HARRISBURG, Pennsylvania – Activists gathered at the statehouse steps to criticize a proposal to increase fines for marijuana possession. The Pennsylvania House Judiciary Committee has scheduled a vote on a bill, HB 1422, that downgrades 30 grams of marijuana or less from a misdemeanor to a summary, which ends arrests but still results in a criminal record. The current law says punishment for possession shall not exceed $500; HB 1422 makes $500 the minimum fine, with $750 for second offenses and $1,000 for every other offense, in addition to up to thirty days in jail. Currently, jail time is rare for possession, as is the maximum $500 fine. Pennsylvania’s two major urban areas have decriminalization; Philadelphia has a code violation of $25 and Pittsburgh has a $100 ticket. Pennsylvania recently passed a limited medical marijuana law but it will not be up and running until 2018.

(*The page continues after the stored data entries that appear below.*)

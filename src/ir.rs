use serde::{Deserialize, Serialize};
use std::collections::HashMap;

#[derive(Debug, Clone, Copy, PartialEq, Eq, Hash, Default, Serialize, Deserialize)]
#[serde(rename_all = "kebab-case")]
pub enum Direction {
    #[default]
    TopDown,
    LeftRight,
}

impl Direction {
    pub fn from_token(token: &str) -> Option<Self> {
        match token.trim().to_ascii_lowercase().as_str() {
            "td" | "tb" | "top-down" | "top-to-bottom" => Some(Self::TopDown),
            "lr" | "left-right" | "left-to-right" => Some(Self::LeftRight),
            _ => None,
        }
    }

    pub fn is_horizontal(self) -> bool {
        matches!(self, Self::LeftRight)
    }
}

/// One person in the chart. Display attributes are opaque strings.
#[derive(Debug, Clone, PartialEq, Eq, Serialize)]
pub struct PersonNode {
    pub id: String,
    pub name: String,
    pub title: Option<String>,
    pub avatar: Option<String>,
    pub department: Option<String>,
    pub email: Option<String>,
    pub phone: Option<String>,
}

impl PersonNode {
    pub fn new(id: impl Into<String>, name: impl Into<String>) -> Self {
        Self {
            id: id.into(),
            name: name.into(),
            title: None,
            avatar: None,
            department: None,
            email: None,
            phone: None,
        }
    }

    pub fn with_title(mut self, title: impl Into<String>) -> Self {
        self.title = Some(title.into());
        self
    }
}

#[derive(Debug, Clone, PartialEq, Eq, Hash, PartialOrd, Ord, Serialize)]
pub struct HierarchyEdge {
    pub parent: String,
    pub child: String,
}

impl HierarchyEdge {
    pub fn new(parent: impl Into<String>, child: impl Into<String>) -> Self {
        Self {
            parent: parent.into(),
            child: child.into(),
        }
    }
}

#[derive(Debug, Clone, PartialEq, Eq)]
pub(crate) struct HierarchyEntry {
    pub(crate) person: PersonNode,
    pub(crate) parent: Option<String>,
    pub(crate) children: Vec<String>,
}

/// Validated reporting tree for one fetch generation.
///
/// Nodes live in an arena keyed by id; parent and children are explicit id
/// lists so traversals never need recursion. Children keep the order in which
/// the records listed them. Only `parser::build` constructs this type, so a
/// `Hierarchy` value always has a single root, no cycles and unique ids.
#[derive(Debug, Clone, PartialEq, Eq)]
pub struct Hierarchy {
    pub(crate) root: String,
    pub(crate) entries: HashMap<String, HierarchyEntry>,
    pub(crate) order: Vec<String>,
}

impl Hierarchy {
    pub fn root(&self) -> &str {
        &self.root
    }

    pub fn len(&self) -> usize {
        self.order.len()
    }

    pub fn is_empty(&self) -> bool {
        self.order.is_empty()
    }

    pub fn contains(&self, id: &str) -> bool {
        self.entries.contains_key(id)
    }

    pub fn person(&self, id: &str) -> Option<&PersonNode> {
        self.entries.get(id).map(|entry| &entry.person)
    }

    pub fn parent(&self, id: &str) -> Option<&str> {
        self.entries.get(id).and_then(|entry| entry.parent.as_deref())
    }

    pub fn children(&self, id: &str) -> &[String] {
        self.entries
            .get(id)
            .map(|entry| entry.children.as_slice())
            .unwrap_or(&[])
    }

    pub fn has_children(&self, id: &str) -> bool {
        !self.children(id).is_empty()
    }

    /// Ids in the order the records declared them.
    pub fn ids(&self) -> impl Iterator<Item = &str> {
        self.order.iter().map(String::as_str)
    }

    pub fn edges(&self) -> Vec<HierarchyEdge> {
        let mut edges = Vec::with_capacity(self.order.len().saturating_sub(1));
        for id in &self.order {
            for child in self.children(id) {
                edges.push(HierarchyEdge::new(id.clone(), child.clone()));
            }
        }
        edges
    }

    /// Number of edges between `id` and the root, if `id` exists.
    pub fn depth(&self, id: &str) -> Option<usize> {
        let mut current = self.entries.get(id)?;
        let mut depth = 0;
        while let Some(parent) = current.parent.as_deref() {
            current = self.entries.get(parent)?;
            depth += 1;
        }
        Some(depth)
    }

    /// All nodes strictly beneath `id`, in depth-first pre-order.
    pub fn descendants(&self, id: &str) -> Vec<String> {
        let mut out = Vec::new();
        let mut stack: Vec<&str> = self.children(id).iter().rev().map(String::as_str).collect();
        while let Some(current) = stack.pop() {
            out.push(current.to_string());
            for child in self.children(current).iter().rev() {
                stack.push(child.as_str());
            }
        }
        out
    }
}

#[cfg(test)]
mod tests {
    use super::*;
    use crate::parser::build_from_parts;

    fn sample() -> Hierarchy {
        let people = ["ceo", "cto", "cpo", "dev1", "dev2", "pm"]
            .iter()
            .map(|id| PersonNode::new(*id, id.to_uppercase()))
            .collect();
        let edges = vec![
            HierarchyEdge::new("ceo", "cto"),
            HierarchyEdge::new("ceo", "cpo"),
            HierarchyEdge::new("cto", "dev1"),
            HierarchyEdge::new("cto", "dev2"),
            HierarchyEdge::new("cpo", "pm"),
        ];
        build_from_parts(people, edges).expect("valid hierarchy")
    }

    #[test]
    fn parses_direction_tokens() {
        assert_eq!(Direction::from_token("TB"), Some(Direction::TopDown));
        assert_eq!(Direction::from_token("left-to-right"), Some(Direction::LeftRight));
        assert_eq!(Direction::from_token("diagonal"), None);
    }

    #[test]
    fn descendants_are_preorder() {
        let hierarchy = sample();
        assert_eq!(
            hierarchy.descendants("ceo"),
            vec!["cto", "dev1", "dev2", "cpo", "pm"]
        );
        assert!(hierarchy.descendants("pm").is_empty());
    }

    #[test]
    fn depth_counts_edges_to_root() {
        let hierarchy = sample();
        assert_eq!(hierarchy.depth("ceo"), Some(0));
        assert_eq!(hierarchy.depth("dev2"), Some(2));
        assert_eq!(hierarchy.depth("nobody"), None);
    }

    #[test]
    fn edges_follow_child_order() {
        let hierarchy = sample();
        let edges = hierarchy.edges();
        assert_eq!(edges.len(), 5);
        assert_eq!(edges[0], HierarchyEdge::new("ceo", "cto"));
        assert_eq!(edges[1], HierarchyEdge::new("ceo", "cpo"));
    }
}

ALBANY, New York – Too few patients are able to access medical marijuana in New York, according to a report from the Drug Policy Alliance. Since the rollout of the program in January, more than half the patients DPA surveyed had been unable to find a doctor to certify them, and 60 percent of them have been waiting over three months. Doctors in New York must undergo a state training course and register with the state to recommend medical marijuana for patients suffering from any of ten serious medical conditions. Patients reported their doctors were reticent to recommend medical marijuana for legal concerns, while some doctors just didn’t believe marijuana was medical. New York’s program does not allow patients to grow their own medicine or even have any marijuana plant material. The cannabis oils they are allowed are expensive, leading over three-quarters of those surveyed unable to afford it.

MEAD, Colorado – The tiny Colorado town of Mead has decided to table a proposal to repeal its ban on marijuana businesses. TimesCall.com reports that about 100 people gathered for a city council meeting where the repeal was tabled, effectively ending any chance of bring the Colorado green rush to Mead any time soon. Some locals in attendance cited the family atmosphere of Mead and how marijuana would bring nothing but problems. But others looked to the example of Garden City, another nearby small town, where marijuana sales have helped to quadruple the town’s budget since 2008. Mayor Pro Tem Herman Schranz pleaded in vain that “We need to jump-start Mead’s economy,” but city trustees like Terri Hatch were not swayed, saying, “It’s a moral issue for me.”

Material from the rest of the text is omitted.